NocoDB connects on top of databases you already run — MySQL, PostgreSQL, SQLite, SQL Server, MariaDB — which is its defining advantage. No data migration required; the spreadsheet UI appears directly on your existing schema. The trade-offs are an AGPL-3.0 license (stricter than Baserow's MIT core, which matters if you're embedding the tool in a commercial product) and an interface that prioritizes database-connector breadth over visual polish.

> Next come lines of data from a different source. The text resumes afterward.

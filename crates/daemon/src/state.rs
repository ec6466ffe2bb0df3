// SPDX-License-Identifier: MIT

//! Process-wide daemon context shared by the router, bridge, coordinator,
//! and publisher.
//!
//! All fields except `bootstrap_target` and `bootstrap_phase` are written
//! once at startup or only from the synchronous dispatch path. The two
//! bootstrap fields are the cross-task state and sit behind mutexes; guards
//! must never be held across an await point.

use parking_lot::Mutex;
use std::path::PathBuf;
use std::sync::Arc;

use crate::adapters::{
    AppLauncher, AppProcess, ArchiveExtractor, Fetcher, Installer, StateStore, Uplink,
};
use crate::bootstrap::BootstrapPhase;

/// Well-known filesystem locations on the node.
#[derive(Debug, Clone)]
pub struct NodePaths {
    /// Supervised application executable; its presence means "installed".
    pub app_binary: PathBuf,
    /// Downloaded configs archive.
    pub configs_tar: PathBuf,
    /// Downloaded etc archive (deleted after extraction).
    pub etc_tar: PathBuf,
    /// Extraction target for the etc archive.
    pub etc_dir: PathBuf,
    /// Runtime configs directory; its presence means "configs extracted".
    pub data_configs_dir: PathBuf,
    /// Application log files, rotated on request.
    pub logs_dir: PathBuf,
    /// Scratch space for fetches and uploads.
    pub tmp_dir: PathBuf,
    /// Downloaded bootstrap bundle.
    pub bundle_file: PathBuf,
    /// Extraction target for the bootstrap bundle.
    pub bundle_dir: PathBuf,
    /// File encryption key handed to the upload collaborator.
    pub key_file: PathBuf,
    pub user_responses_file: PathBuf,
    pub jaeger_config_file: PathBuf,
}

impl NodePaths {
    /// Lay out every path under a single root. Production uses `/`;
    /// tests point this at a tempdir.
    pub fn under_root(root: &std::path::Path) -> Self {
        let tmp_dir = root.join("tmp/warden");
        Self {
            app_binary: root.join("usr/local/lib/warden/app/bin/racer"),
            configs_tar: tmp_dir.join("configs.tar.gz"),
            etc_tar: tmp_dir.join("etc.tar.gz"),
            etc_dir: root.join("etc/warden"),
            data_configs_dir: root.join("data/configs"),
            logs_dir: root.join("var/log/warden/app"),
            bundle_file: tmp_dir.join("bootstrap.tar.gz"),
            bundle_dir: tmp_dir.join("bootstrap"),
            key_file: root.join("etc/warden/file_key"),
            user_responses_file: root.join("etc/warden/user-responses.json"),
            jaeger_config_file: root.join("etc/warden/jaeger-config.yml"),
            tmp_dir,
        }
    }
}

/// Shared daemon context. Created once at startup and passed by `Arc` to
/// every component.
pub struct DaemonContext {
    pub persona: String,
    pub paths: NodePaths,

    /// Persona of the node currently being bootstrapped through this node.
    /// Non-empty only between a successful prepare-to-bootstrap and the
    /// BS_COMPLETE relay (or an explicit reset). Written by the prepare
    /// handler, read and cleared by the bridge reader.
    pub bootstrap_target: Mutex<String>,

    /// Phase of this node's own bundle install. Guards against overlapping
    /// bootstrap actions.
    pub bootstrap_phase: Mutex<BootstrapPhase>,

    /// Handle to the supervised application process, exclusively owned
    /// here; only start/kill mutate it, both on the dispatch path.
    pub app_process: Mutex<Option<Box<dyn AppProcess>>>,

    pub uplink: Arc<dyn Uplink>,
    pub fetcher: Arc<dyn Fetcher>,
    pub installer: Arc<dyn Installer>,
    pub extractor: Arc<dyn ArchiveExtractor>,
    pub store: Arc<dyn StateStore>,
    pub launcher: Arc<dyn AppLauncher>,
}

impl DaemonContext {
    /// Current bootstrap target, cloned so no guard outlives the call.
    pub fn bootstrap_target(&self) -> String {
        self.bootstrap_target.lock().clone()
    }

    pub fn set_bootstrap_target(&self, target: String) {
        *self.bootstrap_target.lock() = target;
    }

    pub fn clear_bootstrap_target(&self) {
        self.bootstrap_target.lock().clear();
    }

    pub fn bootstrap_phase(&self) -> BootstrapPhase {
        *self.bootstrap_phase.lock()
    }

    pub fn set_bootstrap_phase(&self, phase: BootstrapPhase) {
        *self.bootstrap_phase.lock() = phase;
    }
}

#[cfg(test)]
#[path = "state_tests.rs"]
mod tests;
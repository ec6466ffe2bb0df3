// SPDX-License-Identifier: MIT

//! Forcibly terminate the supervised application.

use async_trait::async_trait;
use serde_json::{Map, Value};
use std::sync::Arc;
use tracing::{error, info, warn};

use super::{ActionError, NodeAction};
use crate::state::DaemonContext;

pub struct KillAction {
    ctx: Arc<DaemonContext>,
}

impl KillAction {
    pub const TYPE: &'static str = "kill";

    pub fn new(ctx: Arc<DaemonContext>) -> Self {
        Self { ctx }
    }
}

#[async_trait]
impl NodeAction for KillAction {
    async fn execute(&self, _payload: Map<String, Value>) -> Result<(), ActionError> {
        let mut process = self.ctx.app_process.lock();
        match process.take() {
            Some(mut handle) => {
                let pid = handle.id();
                if let Err(e) = handle.kill() {
                    // Not retried; the handle is dropped either way.
                    error!(pid, error = %e, "failed to kill application");
                } else {
                    info!(pid, "application killed");
                }
            }
            None => warn!("no application process to kill"),
        }
        Ok(())
    }
}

For greenfield projects, Baserow wins on UX clarity and license friendliness. For teams with live SQL data who want a no-code layer without restructuring anything, NocoDB is the more practical pick.
Baserow
Open-source no-code database you can self-host, with a familiar Airtable-style UI.
Pros
- MIT-licensed core you can run for free
- One-command Docker self-hosting
- Auto-generated REST API for every table
Cons
- Some advanced features are paid/enterprise
- Smaller template ecosystem than Airtable
NocoDB
Turn any MySQL, Postgres, SQLite or SQL Server database into a smart spreadsheet UI.
Pros
- Works with databases you already own — no data migration required
- Both REST and GraphQL APIs generated automatically for every table
- Self-hostable on any VPS via Docker with no vendor lock-in
Cons
- AGPL-3.0 license complicates embedding in proprietary SaaS without a commercial license
- UI is less visually polished than Airtable or Baserow
Baserow vs NocoDB: spec comparison
| Spec | Baserow | NocoDB |
|---|---|---|
| License | MIT / Open-core | AGPL-3.0 / Open-core |
| Open source | Yes | Yes |
| Self-hostable | Yes | Yes |
| Starting price | Free / self-host | Free / self-host |
| Pricing model | open-core | open-core |
| Language | Python | TypeScript |
| Platforms | web, self-hosted, docker | web, self-hosted, docker, cloud |
| Founded | 2020 | 2021 |
| GitHub stars | — | 49,800 |
FAQ
Baserow vs NocoDB: which is better?
Neither is universally better. Baserow (Free / self-host) suits Teams that want Airtable's UX with self-hosting and no per-seat pricing.; NocoDB (Free / self-host) suits Teams with existing SQL databases who want a no-code UI layer without migrating or restructuring their data.. The spec table above breaks down the differences.
Is Baserow or NocoDB cheaper?
Both start at the same price (Free / self-host).